AIM OF THE EXERCISE | Lines from the listing that hold the string "None" are what you should return.

RECORDS TO PROCESS |
//! Properties of the code sequence, checked against a plain table scan.

use lzwords::{compress, decode::Decoder, encode::Encoder, Code, Configuration};
use proptest::prelude::*;

/// The compressor written out with a linear search over all learned pairs.
fn reference(data: &[u8], config: Configuration) -> Vec<Code> {
    let alphabet = usize::from(config.alphabet_size());
    let mut pairs: Vec<(Code, u8)> = vec![];
    let mut codes = vec![];

    let (&first, rest) = match data.split_first() {
        None => return codes,
        Some(split) => split,
    };

    let mut prefix = Code::from(first);
    for &c in rest {
        match pairs.iter().position(|&pair| pair == (prefix, c)) {
            Some(idx) => prefix = (alphabet + idx) as Code,
            None => {
                codes.push(prefix);
                if alphabet + pairs.len() < config.table_size() {
                    pairs.push((prefix, c));
                }
                prefix = Code::from(c);
            }
        }
    }

    codes.push(prefix);
    codes
}

fn encode_with(data: &[u8], config: Configuration) -> (Vec<Code>, Encoder) {
    let mut encoder = Encoder::with_config(config);
    let codes = encoder
        .codes(data.iter().copied())
        .collect::<Result<Vec<_>, _>>()
        .unwrap();
    (codes, encoder)
}

/// Byte strings over a small alphabet so that pairs repeat often.
fn repetitive() -> impl Strategy<Value = Vec<u8>> {
    prop::collection::vec(0u8..4, 0..2000)
}

#[test]
fn empty_input_law() {
    assert_eq!(compress(&[]), Vec::<Code>::new());
}

#[test]
fn single_byte_law() {
    for byte in 0..=255u8 {
        assert_eq!(compress(&[byte]), [Code::from(byte)]);
    }
}

#[test]
fn learning_law() {
    let (a, b) = (Code::from(b'A'), Code::from(b'B'));
    let (codes, encoder) = encode_with(b"ABAB", Configuration::default());
    assert_eq!(codes, [a, b, 256]);
    assert_eq!(encoder.next_code(), 258);
}

#[test]
fn no_repeats_law() {
    let data: Vec<u8> = (0..=255u8).collect();
    let codes = compress(&data);
    assert_eq!(codes.len(), data.len());
    assert!(codes.iter().all(|&code| code < 256));
}

#[test]
fn saturation_law() {
    let config = Configuration::new(9).unwrap();
    let mut encoder = Encoder::with_config(config);
    let data: Vec<u8> = (0..20_000u32).map(|i| (i * 7 % 13 + i / 97) as u8).collect();

    let mut saturated_at = None;
    let mut out = [0; 1];
    for (idx, &byte) in data.iter().enumerate() {
        let before = encoder.next_code();
        let result = encoder.encode_bytes(&[byte], &mut out);
        assert_eq!(result.consumed_in, 1);
        if saturated_at.is_some() {
            assert_eq!(encoder.next_code(), before);
            assert!(encoder.is_saturated());
        } else if encoder.is_saturated() {
            saturated_at = Some(idx);
        }
        assert!(encoder.next_code() <= 512);
    }

    assert!(saturated_at.is_some());
    assert_eq!(encoder.next_code(), 512);
}

proptest! {
    #[test]
    fn prop_matches_linear_scan(data in prop::collection::vec(any::<u8>(), 0..3000), width in 8u8..=10) {
        let config = Configuration::new(width).unwrap();
        let (codes, _) = encode_with(&data, config);
        prop_assert_eq!(codes, reference(&data, config));
    }

    #[test]
    fn prop_small_alphabet_matches_linear_scan(data in repetitive(), width in 2u8..=9) {
        let config = Configuration::with_alphabet(width, 4).unwrap();
        let (codes, encoder) = encode_with(&data, config);
        prop_assert!(encoder.next_code() <= config.table_size());
        prop_assert!(codes.iter().all(|&code| usize::from(code) < config.table_size()));
        prop_assert_eq!(codes, reference(&data, config));
    }

    #[test]
    fn prop_deterministic(data in repetitive()) {
        prop_assert_eq!(compress(&data), compress(&data));
    }

    #[test]
    fn prop_at_most_one_code_per_byte(data in prop::collection::vec(any::<u8>(), 1..3000)) {
        let codes = compress(&data);
        prop_assert!(!codes.is_empty());
        prop_assert!(codes.len() <= data.len());
    }

    #[test]
    fn prop_roundtrip(data in repetitive(), width in 2u8..=12) {
        let config = Configuration::with_alphabet(width, 4).unwrap();
        let (codes, _) = encode_with(&data, config);

        let mut decoder = Decoder::with_config(config);
        decoder.finish();
        prop_assert_eq!(decoder.decode_vec(&codes).unwrap(), data);
    }
}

ANSWER AREA |
        None => return codes,
            None => {
    let mut saturated_at = None;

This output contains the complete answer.